## WORK TO BE COMPLETED
How many lines in the records below contain the string "single"? Answer with the number alone.

## INPUT MATERIAL
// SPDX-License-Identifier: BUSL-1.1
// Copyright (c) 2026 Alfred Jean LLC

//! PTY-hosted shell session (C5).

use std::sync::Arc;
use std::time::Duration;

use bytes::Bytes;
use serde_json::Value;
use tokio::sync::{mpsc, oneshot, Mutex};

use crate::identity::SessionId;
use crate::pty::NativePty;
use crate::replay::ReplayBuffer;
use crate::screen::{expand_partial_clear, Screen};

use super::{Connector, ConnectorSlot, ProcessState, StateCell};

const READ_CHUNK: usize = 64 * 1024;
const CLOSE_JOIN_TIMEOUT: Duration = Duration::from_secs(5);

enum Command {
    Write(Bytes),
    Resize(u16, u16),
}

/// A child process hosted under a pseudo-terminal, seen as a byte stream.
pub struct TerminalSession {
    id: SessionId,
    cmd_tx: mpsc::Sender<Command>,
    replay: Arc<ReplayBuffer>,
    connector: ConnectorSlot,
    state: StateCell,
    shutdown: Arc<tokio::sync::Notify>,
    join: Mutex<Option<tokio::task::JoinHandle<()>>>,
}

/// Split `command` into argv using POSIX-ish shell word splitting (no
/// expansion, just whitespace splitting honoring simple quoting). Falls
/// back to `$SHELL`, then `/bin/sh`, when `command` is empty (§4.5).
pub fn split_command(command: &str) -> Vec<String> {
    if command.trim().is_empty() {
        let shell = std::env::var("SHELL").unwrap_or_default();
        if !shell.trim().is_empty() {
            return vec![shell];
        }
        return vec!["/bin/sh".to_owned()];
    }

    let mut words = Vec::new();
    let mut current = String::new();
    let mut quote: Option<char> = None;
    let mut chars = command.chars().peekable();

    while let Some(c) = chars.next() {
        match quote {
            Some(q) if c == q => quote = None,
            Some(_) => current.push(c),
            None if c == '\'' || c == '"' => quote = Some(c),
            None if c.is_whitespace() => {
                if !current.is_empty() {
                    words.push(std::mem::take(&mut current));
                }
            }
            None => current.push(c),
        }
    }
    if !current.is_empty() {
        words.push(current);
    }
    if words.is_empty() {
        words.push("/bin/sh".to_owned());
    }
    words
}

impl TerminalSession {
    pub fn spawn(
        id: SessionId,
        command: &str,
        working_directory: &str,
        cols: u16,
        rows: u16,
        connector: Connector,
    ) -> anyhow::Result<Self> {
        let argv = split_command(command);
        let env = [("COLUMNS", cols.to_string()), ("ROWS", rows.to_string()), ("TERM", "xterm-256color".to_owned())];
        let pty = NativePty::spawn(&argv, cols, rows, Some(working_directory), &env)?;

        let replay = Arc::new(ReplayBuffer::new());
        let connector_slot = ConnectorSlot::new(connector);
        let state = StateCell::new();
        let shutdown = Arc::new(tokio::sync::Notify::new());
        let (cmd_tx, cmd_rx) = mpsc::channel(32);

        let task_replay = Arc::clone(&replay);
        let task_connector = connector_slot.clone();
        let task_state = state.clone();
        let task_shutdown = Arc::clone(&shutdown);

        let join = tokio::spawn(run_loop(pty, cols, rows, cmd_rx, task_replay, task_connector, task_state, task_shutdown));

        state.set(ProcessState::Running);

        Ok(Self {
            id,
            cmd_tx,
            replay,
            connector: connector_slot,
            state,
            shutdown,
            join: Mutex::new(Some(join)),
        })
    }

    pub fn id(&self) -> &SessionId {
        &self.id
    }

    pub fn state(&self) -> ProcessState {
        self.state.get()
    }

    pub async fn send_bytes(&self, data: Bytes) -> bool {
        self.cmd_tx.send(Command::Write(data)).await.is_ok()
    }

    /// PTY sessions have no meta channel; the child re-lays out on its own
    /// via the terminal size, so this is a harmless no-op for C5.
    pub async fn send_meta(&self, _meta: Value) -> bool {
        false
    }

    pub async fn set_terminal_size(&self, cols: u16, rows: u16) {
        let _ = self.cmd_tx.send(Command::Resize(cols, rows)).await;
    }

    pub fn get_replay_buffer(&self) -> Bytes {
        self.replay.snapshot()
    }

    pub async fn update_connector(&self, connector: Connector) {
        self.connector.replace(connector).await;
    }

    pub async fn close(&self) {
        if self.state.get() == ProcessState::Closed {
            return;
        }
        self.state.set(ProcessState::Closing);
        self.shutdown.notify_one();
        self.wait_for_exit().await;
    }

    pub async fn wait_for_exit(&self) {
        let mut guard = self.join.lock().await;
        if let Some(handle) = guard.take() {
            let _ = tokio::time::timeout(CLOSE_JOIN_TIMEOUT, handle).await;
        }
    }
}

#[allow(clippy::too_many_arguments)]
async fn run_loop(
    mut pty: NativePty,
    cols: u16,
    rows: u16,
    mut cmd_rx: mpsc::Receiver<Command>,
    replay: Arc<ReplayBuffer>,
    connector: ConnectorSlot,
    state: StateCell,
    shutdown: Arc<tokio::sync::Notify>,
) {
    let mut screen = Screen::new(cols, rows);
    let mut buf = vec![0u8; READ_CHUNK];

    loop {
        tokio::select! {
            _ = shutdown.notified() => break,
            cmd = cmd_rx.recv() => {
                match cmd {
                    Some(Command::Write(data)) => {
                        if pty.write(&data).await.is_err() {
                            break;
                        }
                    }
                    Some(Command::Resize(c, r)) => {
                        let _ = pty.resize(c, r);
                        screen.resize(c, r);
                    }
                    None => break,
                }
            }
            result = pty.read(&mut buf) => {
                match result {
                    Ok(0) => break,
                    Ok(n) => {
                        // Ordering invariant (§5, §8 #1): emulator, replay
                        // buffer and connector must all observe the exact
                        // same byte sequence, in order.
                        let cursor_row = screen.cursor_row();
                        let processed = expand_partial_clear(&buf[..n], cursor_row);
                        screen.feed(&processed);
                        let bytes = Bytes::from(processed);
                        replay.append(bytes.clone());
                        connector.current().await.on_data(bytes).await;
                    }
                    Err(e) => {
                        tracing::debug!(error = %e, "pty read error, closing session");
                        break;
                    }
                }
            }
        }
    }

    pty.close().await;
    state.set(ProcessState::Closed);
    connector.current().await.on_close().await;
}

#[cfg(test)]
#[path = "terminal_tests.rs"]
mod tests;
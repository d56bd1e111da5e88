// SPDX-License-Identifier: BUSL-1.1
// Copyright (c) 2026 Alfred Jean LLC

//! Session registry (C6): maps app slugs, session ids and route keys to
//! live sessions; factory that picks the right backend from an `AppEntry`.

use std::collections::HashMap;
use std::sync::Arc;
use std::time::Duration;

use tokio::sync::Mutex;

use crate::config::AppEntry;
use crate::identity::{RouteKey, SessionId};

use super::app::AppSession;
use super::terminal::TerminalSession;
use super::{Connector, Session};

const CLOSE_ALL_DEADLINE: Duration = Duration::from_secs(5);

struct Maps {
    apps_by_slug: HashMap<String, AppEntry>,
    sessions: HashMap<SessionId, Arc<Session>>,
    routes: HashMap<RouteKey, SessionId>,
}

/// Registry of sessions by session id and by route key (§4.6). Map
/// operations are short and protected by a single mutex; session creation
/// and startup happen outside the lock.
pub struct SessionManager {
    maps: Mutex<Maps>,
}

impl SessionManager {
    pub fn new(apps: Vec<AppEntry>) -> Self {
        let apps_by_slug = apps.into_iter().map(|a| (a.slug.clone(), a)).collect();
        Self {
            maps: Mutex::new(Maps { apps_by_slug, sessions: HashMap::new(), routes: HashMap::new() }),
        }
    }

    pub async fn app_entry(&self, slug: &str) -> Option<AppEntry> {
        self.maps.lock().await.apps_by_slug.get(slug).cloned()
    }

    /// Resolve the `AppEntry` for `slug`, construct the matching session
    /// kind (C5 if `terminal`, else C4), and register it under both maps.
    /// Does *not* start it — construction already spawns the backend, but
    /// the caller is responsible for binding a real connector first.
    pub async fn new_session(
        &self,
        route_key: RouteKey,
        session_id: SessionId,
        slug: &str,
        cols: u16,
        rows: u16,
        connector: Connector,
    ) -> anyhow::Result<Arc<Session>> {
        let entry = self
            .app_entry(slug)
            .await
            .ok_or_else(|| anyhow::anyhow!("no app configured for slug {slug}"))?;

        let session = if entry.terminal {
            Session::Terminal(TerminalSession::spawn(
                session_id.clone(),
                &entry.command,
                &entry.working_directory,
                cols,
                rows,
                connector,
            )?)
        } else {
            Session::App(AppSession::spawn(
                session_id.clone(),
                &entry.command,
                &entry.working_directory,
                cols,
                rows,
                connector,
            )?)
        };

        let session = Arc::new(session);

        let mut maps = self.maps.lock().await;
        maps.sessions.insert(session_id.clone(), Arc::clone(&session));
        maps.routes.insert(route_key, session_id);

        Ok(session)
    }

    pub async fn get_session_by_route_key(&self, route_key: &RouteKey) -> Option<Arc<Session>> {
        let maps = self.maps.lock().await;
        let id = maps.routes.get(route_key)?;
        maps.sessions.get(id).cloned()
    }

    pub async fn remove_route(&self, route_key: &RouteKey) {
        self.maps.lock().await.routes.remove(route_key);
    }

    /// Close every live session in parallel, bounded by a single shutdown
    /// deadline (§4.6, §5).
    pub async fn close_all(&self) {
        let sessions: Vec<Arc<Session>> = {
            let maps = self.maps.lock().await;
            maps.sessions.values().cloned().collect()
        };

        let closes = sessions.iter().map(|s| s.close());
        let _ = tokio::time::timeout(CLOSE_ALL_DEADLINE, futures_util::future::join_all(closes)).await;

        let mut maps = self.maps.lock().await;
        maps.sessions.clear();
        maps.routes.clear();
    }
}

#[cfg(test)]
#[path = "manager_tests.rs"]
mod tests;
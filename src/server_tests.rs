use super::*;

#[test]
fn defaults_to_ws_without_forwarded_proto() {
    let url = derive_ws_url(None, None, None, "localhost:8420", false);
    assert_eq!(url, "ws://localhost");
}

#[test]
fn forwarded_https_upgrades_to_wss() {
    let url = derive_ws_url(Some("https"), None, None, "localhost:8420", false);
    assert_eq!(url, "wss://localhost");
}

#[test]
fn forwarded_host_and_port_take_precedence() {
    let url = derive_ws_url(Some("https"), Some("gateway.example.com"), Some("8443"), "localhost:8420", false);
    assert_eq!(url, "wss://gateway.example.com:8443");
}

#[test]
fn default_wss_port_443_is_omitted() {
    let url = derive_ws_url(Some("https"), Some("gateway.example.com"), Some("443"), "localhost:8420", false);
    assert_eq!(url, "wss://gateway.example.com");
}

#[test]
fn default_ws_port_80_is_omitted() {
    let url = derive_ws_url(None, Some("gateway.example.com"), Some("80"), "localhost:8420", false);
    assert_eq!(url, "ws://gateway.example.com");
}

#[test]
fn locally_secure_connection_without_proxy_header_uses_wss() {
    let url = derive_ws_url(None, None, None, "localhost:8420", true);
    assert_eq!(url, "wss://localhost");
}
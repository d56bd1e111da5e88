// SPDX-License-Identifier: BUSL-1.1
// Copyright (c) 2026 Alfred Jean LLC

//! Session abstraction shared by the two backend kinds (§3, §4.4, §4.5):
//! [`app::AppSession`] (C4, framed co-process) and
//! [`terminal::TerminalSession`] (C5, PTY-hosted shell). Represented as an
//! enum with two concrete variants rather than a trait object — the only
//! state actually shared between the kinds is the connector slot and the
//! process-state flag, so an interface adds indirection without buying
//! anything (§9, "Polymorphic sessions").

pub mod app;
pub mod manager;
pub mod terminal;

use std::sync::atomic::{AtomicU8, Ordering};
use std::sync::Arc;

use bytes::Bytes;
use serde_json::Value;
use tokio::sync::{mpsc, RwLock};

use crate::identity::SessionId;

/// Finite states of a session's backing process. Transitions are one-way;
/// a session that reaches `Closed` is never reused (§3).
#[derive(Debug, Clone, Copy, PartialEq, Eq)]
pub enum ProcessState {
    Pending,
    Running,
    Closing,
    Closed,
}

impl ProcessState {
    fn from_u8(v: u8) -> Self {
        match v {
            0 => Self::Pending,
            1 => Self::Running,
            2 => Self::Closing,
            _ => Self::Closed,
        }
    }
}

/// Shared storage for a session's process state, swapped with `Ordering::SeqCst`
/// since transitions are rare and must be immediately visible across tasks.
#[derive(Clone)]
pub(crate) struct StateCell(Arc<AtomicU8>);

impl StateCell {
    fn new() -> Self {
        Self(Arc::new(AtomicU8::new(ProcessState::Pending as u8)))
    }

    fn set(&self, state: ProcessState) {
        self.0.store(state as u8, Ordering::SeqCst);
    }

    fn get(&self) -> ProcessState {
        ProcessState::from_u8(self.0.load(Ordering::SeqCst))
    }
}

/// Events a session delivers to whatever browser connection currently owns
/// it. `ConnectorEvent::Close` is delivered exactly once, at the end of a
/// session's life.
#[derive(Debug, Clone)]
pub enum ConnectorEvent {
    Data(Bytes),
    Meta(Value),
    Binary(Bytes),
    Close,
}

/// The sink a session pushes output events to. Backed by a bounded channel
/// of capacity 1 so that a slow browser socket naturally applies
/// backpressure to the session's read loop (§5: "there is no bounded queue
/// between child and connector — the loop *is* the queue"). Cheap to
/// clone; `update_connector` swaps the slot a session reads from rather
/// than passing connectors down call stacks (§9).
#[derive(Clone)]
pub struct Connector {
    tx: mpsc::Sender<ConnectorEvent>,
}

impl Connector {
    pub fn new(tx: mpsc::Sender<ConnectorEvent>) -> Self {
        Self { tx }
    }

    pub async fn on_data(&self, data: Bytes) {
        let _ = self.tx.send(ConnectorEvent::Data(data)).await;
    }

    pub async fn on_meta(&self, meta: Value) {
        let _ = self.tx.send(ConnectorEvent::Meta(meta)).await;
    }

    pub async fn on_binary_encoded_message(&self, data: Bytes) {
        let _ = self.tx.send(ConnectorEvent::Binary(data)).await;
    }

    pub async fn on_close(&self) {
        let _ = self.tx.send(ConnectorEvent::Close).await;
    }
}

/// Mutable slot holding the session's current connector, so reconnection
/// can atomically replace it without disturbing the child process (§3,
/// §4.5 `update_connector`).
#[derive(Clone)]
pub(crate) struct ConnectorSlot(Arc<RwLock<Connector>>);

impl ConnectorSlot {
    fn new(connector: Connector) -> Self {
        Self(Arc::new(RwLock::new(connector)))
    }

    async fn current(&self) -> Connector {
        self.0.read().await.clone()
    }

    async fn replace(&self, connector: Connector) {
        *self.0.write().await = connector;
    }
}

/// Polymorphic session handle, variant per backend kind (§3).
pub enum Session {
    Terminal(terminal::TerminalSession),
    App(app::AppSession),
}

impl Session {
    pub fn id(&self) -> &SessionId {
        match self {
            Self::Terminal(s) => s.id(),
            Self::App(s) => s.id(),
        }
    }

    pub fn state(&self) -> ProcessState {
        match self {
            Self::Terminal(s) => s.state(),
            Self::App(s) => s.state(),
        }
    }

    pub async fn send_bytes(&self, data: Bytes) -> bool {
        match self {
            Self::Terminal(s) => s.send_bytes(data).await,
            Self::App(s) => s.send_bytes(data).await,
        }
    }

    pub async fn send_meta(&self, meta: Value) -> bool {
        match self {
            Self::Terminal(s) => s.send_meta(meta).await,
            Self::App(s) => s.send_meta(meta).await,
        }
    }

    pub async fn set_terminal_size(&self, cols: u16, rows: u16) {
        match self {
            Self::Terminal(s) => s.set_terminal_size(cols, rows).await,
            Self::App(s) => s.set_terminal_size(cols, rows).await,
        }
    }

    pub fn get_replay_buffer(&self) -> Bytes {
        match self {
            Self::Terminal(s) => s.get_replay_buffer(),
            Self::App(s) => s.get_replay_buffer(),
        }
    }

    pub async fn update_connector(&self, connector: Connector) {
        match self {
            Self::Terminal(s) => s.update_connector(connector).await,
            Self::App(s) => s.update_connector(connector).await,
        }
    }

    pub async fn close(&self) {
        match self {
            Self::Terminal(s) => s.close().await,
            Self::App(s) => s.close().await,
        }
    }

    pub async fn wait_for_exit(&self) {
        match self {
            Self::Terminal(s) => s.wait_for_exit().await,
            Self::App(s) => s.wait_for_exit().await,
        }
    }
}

## SOLUTION
2